Anyway, that’s when we ran onto the stuff about tumeric being good for the liver and gall bladder.  I’d been wanting to try golden milk already just in the hopes that it would help me sleep better.  We bought the few ingredients that we lacked the next day and made a batch.  We were pleasantly surprised with the taste and committed to drinking a cup of that each night.  We also started him drinking two cups of tart cherry juice each day.  Tart cherry juice is known as a great anti-inflammatory agent as well as tumeric.  So we hoped using both of these along with a lot of dietary changes (because of his allergy testing) would keep him from seizing up and having awful pain.

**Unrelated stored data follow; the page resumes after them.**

//! Answer generation from a question and its retrieved context.

use async_trait::async_trait;

use crate::context::ContextWindow;
use crate::error::Result;

/// Literal answer returned when generation fails or produces nothing.
pub const NO_RESPONSE_GENERATED: &str = "No response generated.";

/// System instruction sent with every generation request.
pub const SYSTEM_PROMPT: &str = "You are a helpful assistant that answers questions using only \
the provided context documents. When comparing items, prefer structured formatting such as \
tables or bulleted lists. If the answer is not contained in the context, say explicitly that \
the provided documents do not contain that information instead of guessing.";

/// A chat-completion backend conditioned on retrieved context.
#[async_trait]
pub trait Generator: Send + Sync {
    /// Generate an answer to `question` grounded in `context`.
    ///
    /// Returns `Ok(None)` when the provider succeeded but produced no text.
    async fn generate(&self, question: &str, context: &ContextWindow) -> Result<Option<String>>;

    /// Return the model identifier, for diagnostics.
    fn model(&self) -> &str;
}

/// Build the user turn: the context followed by the question.
pub fn user_prompt(question: &str, context: &ContextWindow) -> String {
    format!("Context:\n{}\n\nQuestion: {question}", context.as_str())
}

Orangey-yellowy tumeric root…

So far?  This is two weeks post-flush and about a month after the scope and he’s been using nothing but the cherry and tumeric (sometimes taking capsules of each of those along with the drinks when he hurt more than usual) and he’s doing really, REALLY well.  Seriously, before he would have been almost bedridden in about three days without those NSAIDs.  If we could start riding again, I’m sure it would help even more, but with his dad wanting to restore this old pickup (and Tommy loves doing it to, but it would be nicer if he could work on it in his own time instead of his dad’s schedule, which kills any time to ride bikes sad face) it doesn’t look like we’ll be doing that with any regularity.  He might surprise me and start getting on the trainer.  As for me, I’m riding outside!

The weather around here has been hinting spring for a couple weeks now and I am itching to get my bike out.  I’m going to be so bummed to see how far back I’ve gone since I haven’t ridden in over a year now, but maybe I can build back up quickly…ish.  ??

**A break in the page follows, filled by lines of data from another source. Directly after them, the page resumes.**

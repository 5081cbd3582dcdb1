//! `docchat-server` exposes the docchat question-answering pipeline over HTTP.
//! `POST /api/chat/semantic` runs the local OpenSearch pipeline and
//! `POST /api/chat` delegates to a Langflow flow.

pub mod config;
pub mod server;

pub use config::AppConfig;
pub use server::{AppState, app_router, run_server};
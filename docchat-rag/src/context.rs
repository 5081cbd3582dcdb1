//! Context window assembly.

use crate::document::RetrievedDocument;

/// Separator placed between rendered documents.
pub const DOCUMENT_SEPARATOR: &str = "\n\n---\n\n";

/// Rank-labeled concatenation of retrieved documents, built once per query.
#[derive(Debug, Clone, PartialEq, Eq, Default)]
pub struct ContextWindow {
    text: String,
    documents: usize,
}

impl ContextWindow {
    /// The rendered context.
    pub fn as_str(&self) -> &str {
        &self.text
    }

    /// Number of documents rendered into the window.
    pub fn len(&self) -> usize {
        self.documents
    }

    /// Returns `true` when no documents were retrieved.
    pub fn is_empty(&self) -> bool {
        self.documents == 0
    }
}

/// Render `documents` as `Document <rank>:\n<text>` segments joined by
/// [`DOCUMENT_SEPARATOR`]. Ranks are 1-based and follow input order.
pub fn assemble_context(documents: &[RetrievedDocument]) -> ContextWindow {
    let text = documents
        .iter()
        .enumerate()
        .map(|(i, doc)| format!("Document {}:\n{}", i + 1, doc.text))
        .collect::<Vec<_>>()
        .join(DOCUMENT_SEPARATOR);
    ContextWindow { text, documents: documents.len() }
}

At this point, it doesn’t matter.  Frankly, I’m thrilled to be feeling good enough to even think about riding.  And that’s, I believe, another benefit of drinking golden milk each night.  I think it’s helping me feel better.

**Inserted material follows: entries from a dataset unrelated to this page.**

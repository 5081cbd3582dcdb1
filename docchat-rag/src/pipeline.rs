//! Semantic query pipeline.
//!
//! The [`SemanticPipeline`] answers a question by composing an
//! [`EmbeddingProvider`], a [`VectorStore`], and a [`Generator`]:
//! embed → search → assemble context → generate.
//!
//! # Example
//!
//! ```rust,ignore
//! use docchat_rag::{Query, SemanticPipeline};
//!
//! let pipeline = SemanticPipeline::builder()
//!     .embedding_provider(Arc::new(embedder))
//!     .vector_store(Arc::new(store))
//!     .generator(Arc::new(generator))
//!     .top_k(2)
//!     .build()?;
//!
//! let answer = pipeline.answer(&Query::new("What is RAG?", None)?).await?;
//! ```

use std::sync::Arc;

use tracing::{error, info, warn};

use crate::config::{EmbeddingConfig, GenerationConfig, SearchConfig};
use crate::context::assemble_context;
use crate::document::{
    Answer, DocumentSummary, Query, RetrievedDocument, SearchInfo, SearchMode, SemanticSearchInfo,
};
use crate::embedding::EmbeddingProvider;
use crate::error::{ChatError, Result};
use crate::generation::{Generator, NO_RESPONSE_GENERATED};
use crate::openai::{OpenAIChatGenerator, OpenAIEmbeddingProvider};
use crate::opensearch::OpenSearchStore;
use crate::vectorstore::VectorStore;

/// Answer returned when the index has nothing relevant to the question.
pub const NO_RELEVANT_DOCUMENTS: &str =
    "No relevant documents found in the knowledge base for your question.";

/// The semantic retrieval-and-generation pipeline.
///
/// Holds long-lived, stateless clients; one instance serves every request.
/// Construct one via [`SemanticPipeline::builder()`] or
/// [`SemanticPipeline::from_config()`].
pub struct SemanticPipeline {
    embedding_provider: Arc<dyn EmbeddingProvider>,
    vector_store: Arc<dyn VectorStore>,
    generator: Arc<dyn Generator>,
    top_k: usize,
}

impl SemanticPipeline {
    /// Create a new [`SemanticPipelineBuilder`].
    pub fn builder() -> SemanticPipelineBuilder {
        SemanticPipelineBuilder::default()
    }

    /// Build the OpenSearch + OpenAI pipeline from configuration.
    ///
    /// # Errors
    ///
    /// Returns [`ChatError::Config`] if an endpoint or API key is missing.
    /// Nothing is sent over the network.
    pub fn from_config(
        search: &SearchConfig,
        embedding: &EmbeddingConfig,
        generation: &GenerationConfig,
    ) -> Result<Self> {
        let embedding_provider = Arc::new(OpenAIEmbeddingProvider::new(embedding)?);
        let generator = Arc::new(OpenAIChatGenerator::new(generation)?);
        let vector_store = Arc::new(OpenSearchStore::new(search)?);
        info!(
            index = %search.index,
            field = %search.vector_field,
            k = search.top_k,
            embedding_model = %embedding.model,
            chat_model = %generation.model,
            "semantic pipeline initialized"
        );
        Self::builder()
            .embedding_provider(embedding_provider)
            .vector_store(vector_store)
            .generator(generator)
            .top_k(search.top_k)
            .build()
    }

    /// The number of documents requested per query.
    pub fn top_k(&self) -> usize {
        self.top_k
    }

    /// Retrieve the documents for `query`: embed → search.
    ///
    /// # Errors
    ///
    /// Propagates embedding and search failures unchanged. Returns
    /// [`ChatError::Config`] when the embedding length differs from the
    /// provider's declared dimensions.
    pub async fn search(&self, query: &Query) -> Result<Vec<RetrievedDocument>> {
        let embedding = self.embedding_provider.embed(query.text()).await.map_err(|e| {
            error!(error = %e, "embedding failed during query");
            e
        })?;

        let expected = self.embedding_provider.dimensions();
        if embedding.len() != expected {
            error!(returned = embedding.len(), expected, "embedding dimension mismatch");
            return Err(ChatError::Config(format!(
                "embedding dimension mismatch: model '{}' returned {} values but the index expects {}",
                self.embedding_provider.model(),
                embedding.len(),
                expected
            )));
        }

        self.vector_store.search(&embedding, self.top_k).await.map_err(|e| {
            error!(index = self.vector_store.index_name(), error = %e, "vector search failed");
            e
        })
    }

    /// Answer `query`: embed → search → assemble → generate.
    ///
    /// When nothing is retrieved the generator is not called and the answer
    /// is [`NO_RELEVANT_DOCUMENTS`]. A generation failure degrades to
    /// [`NO_RESPONSE_GENERATED`] instead of failing the request.
    ///
    /// # Errors
    ///
    /// Returns an error only when embedding or retrieval fails.
    pub async fn answer(&self, query: &Query) -> Result<Answer> {
        let documents = self.search(query).await?;
        let context = assemble_context(&documents);

        let (answer, generation_model) = if context.is_empty() {
            info!(session_id = query.session_id(), "no documents retrieved, skipping generation");
            (NO_RELEVANT_DOCUMENTS.to_string(), None)
        } else {
            let text = match self.generator.generate(query.text(), &context).await {
                Ok(Some(text)) => text,
                Ok(None) => {
                    warn!(model = self.generator.model(), "generation returned no text");
                    NO_RESPONSE_GENERATED.to_string()
                }
                Err(e) => {
                    warn!(model = self.generator.model(), error = %e, "generation failed");
                    NO_RESPONSE_GENERATED.to_string()
                }
            };
            (text, Some(self.generator.model().to_string()))
        };

        let retrieved_docs: Vec<DocumentSummary> =
            documents.iter().enumerate().map(|(i, doc)| DocumentSummary::new(i + 1, doc)).collect();

        info!(
            session_id = query.session_id(),
            docs_retrieved = retrieved_docs.len(),
            "semantic query completed"
        );

        Ok(Answer {
            answer,
            session_id: query.session_id().to_string(),
            search_type: SearchMode::Semantic,
            docs_retrieved: Some(retrieved_docs.len()),
            retrieved_docs: Some(retrieved_docs),
            search_info: SearchInfo::Semantic(SemanticSearchInfo {
                query: query.text().to_string(),
                index: self.vector_store.index_name().to_string(),
                vector_field: self.vector_store.vector_field().to_string(),
                k: self.top_k,
                embedding_model: self.embedding_provider.model().to_string(),
                generation_model,
            }),
        })
    }
}

/// Builder for constructing a [`SemanticPipeline`].
///
/// All fields except `top_k` (default 2) are required.
#[derive(Default)]
pub struct SemanticPipelineBuilder {
    embedding_provider: Option<Arc<dyn EmbeddingProvider>>,
    vector_store: Option<Arc<dyn VectorStore>>,
    generator: Option<Arc<dyn Generator>>,
    top_k: Option<usize>,
}

impl SemanticPipelineBuilder {
    /// Set the embedding provider.
    pub fn embedding_provider(mut self, provider: Arc<dyn EmbeddingProvider>) -> Self {
        self.embedding_provider = Some(provider);
        self
    }

    /// Set the vector store backend.
    pub fn vector_store(mut self, store: Arc<dyn VectorStore>) -> Self {
        self.vector_store = Some(store);
        self
    }

    /// Set the answer generator.
    pub fn generator(mut self, generator: Arc<dyn Generator>) -> Self {
        self.generator = Some(generator);
        self
    }

    /// Set the number of documents to retrieve.
    pub fn top_k(mut self, k: usize) -> Self {
        self.top_k = Some(k);
        self
    }

    /// Build the [`SemanticPipeline`], validating that all required fields are set.
    ///
    /// # Errors
    ///
    /// Returns [`ChatError::Config`] if a component is missing or `top_k == 0`.
    pub fn build(self) -> Result<SemanticPipeline> {
        let embedding_provider = self
            .embedding_provider
            .ok_or_else(|| ChatError::Config("embedding_provider is required".to_string()))?;
        let vector_store = self
            .vector_store
            .ok_or_else(|| ChatError::Config("vector_store is required".to_string()))?;
        let generator =
            self.generator.ok_or_else(|| ChatError::Config("generator is required".to_string()))?;
        let top_k = self.top_k.unwrap_or(2);
        if top_k == 0 {
            return Err(ChatError::Config("top_k must be greater than zero".to_string()));
        }

        Ok(SemanticPipeline { embedding_provider, vector_store, generator, top_k })
    }
}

Hmmm…well, I wasn’t planning on this being all about golden milk and our experience with it so far, but in case  you’re all curious about the latest “fad”/trend or whatever you like to call it, and decide to try it before I ever get (finally) a post up about how I make it, let me share a few tips and a bit of info with you….

First of all, the body doesn’t readily absorb tumeric on its own.  That’s why there is (or should be) always fresh ground pepper corns in the recipe.  (if there’s not or it says you can omit it, don’t use that recipe or site!)  FRESH ground black pepper corns, yep, the same kind people have used for eons to flavor their food, is one catalyst for

DON’T SKIP THE PEPPER!!

helping the tumeric absorb.  Don’t skip it.  I am not a big fan of black pepper, fresh or otherwise, so I was a little hesitant, but when you blend it with everything else, you can’t even see the pepper, let alone taste it.  It just calls for a pinch so the other flavors easily overcome the pepper.   You can also just put in 2-5 peppercorns when you heat it then strain those out.  I’m too lazy for that.  Whichever way you do it, make sure it’s fresh.  It’s important for proper absorption.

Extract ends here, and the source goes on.